Judgement for the case Foster Bryant v Bryant

D was director of surveying company. The other director (and majority shareholder) sacked D’s wife from company; as result D resigned his directorship. However before D’s resignation took effect, company who had previously contracted with surveying company approached D to ask him to work for them. D agreed. Held:
 
When is Resigning Director Liable?
·       Director who has resigned his directorship may be liable under where after his resignation he exploits property of former company.
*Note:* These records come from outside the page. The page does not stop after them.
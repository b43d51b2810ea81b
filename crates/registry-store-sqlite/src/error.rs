//! Error type for `registry-store-sqlite`.

use std::time::Duration;

use registry_core::store::{FailureKind, StoreFailure, Table};
use rusqlite::ErrorCode;
use thiserror::Error;

#[derive(Debug, Error)]
pub enum Error {
  #[error("database error: {0}")]
  Database(#[from] tokio_rusqlite::Error),

  #[error("json error: {0}")]
  Json(#[from] serde_json::Error),

  /// A `Create` put found the key already taken.
  #[error("{table}/{key} already exists")]
  ConditionFailed { table: Table, key: String },

  #[error("{table} item has no usable {attribute:?} key attribute")]
  MissingKey {
    table:     Table,
    attribute: &'static str,
  },

  #[error("{table}/{key} body is not a JSON object")]
  CorruptItem { table: Table, key: String },

  #[error("{operation} timed out after {after:?}")]
  Timeout {
    operation: &'static str,
    after:     Duration,
  },
}

impl StoreFailure for Error {
  fn kind(&self) -> FailureKind {
    match self {
      Self::ConditionFailed { .. } => FailureKind::ConditionFailed,
      Self::Timeout { .. } => FailureKind::Transient,
      Self::Database(tokio_rusqlite::Error::ConnectionClosed) => FailureKind::Transient,
      Self::Database(tokio_rusqlite::Error::Rusqlite(rusqlite::Error::SqliteFailure(
        e,
        _,
      ))) if matches!(e.code, ErrorCode::DatabaseBusy | ErrorCode::DatabaseLocked) => {
        FailureKind::Transient
      }
      _ => FailureKind::Other,
    }
  }
}

pub type Result<T, E = Error> = std::result::Result<T, E>;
·       Property of former company may be either:
i)         business opportunity
ii)        or information/trade secrets of former company
·       Business opportunity may constitute either:
i)         existing work carried out by company
-        i.e. where D solicits customers of former company
-        this is an ‘intangible asset’ of former company
ii)        or a ‘maturing business opportunity’
-        i.e. an developing opportunity which D came across in his position of director, and which was thus property of company
·       Whether D is liable for use of maturing business opportunity depends on:
a.     Ripeness of opportunity
b.     How long after resignation D takes up opportunity
c.     Circumstances of termination of D’s directorship
 
Motive
·       Clear that D was forced out of company by behaviour of other director. 
·       However here, given that C was still a director at time of taking up opportunity he still had duty not to put himself in position of conflict whilst he remained director.
Ø  This is case even though it was former company’s customers which approach him (and not vice-versa)
·       Had D made any profit out of contract with other company, would have been liable to account for profits.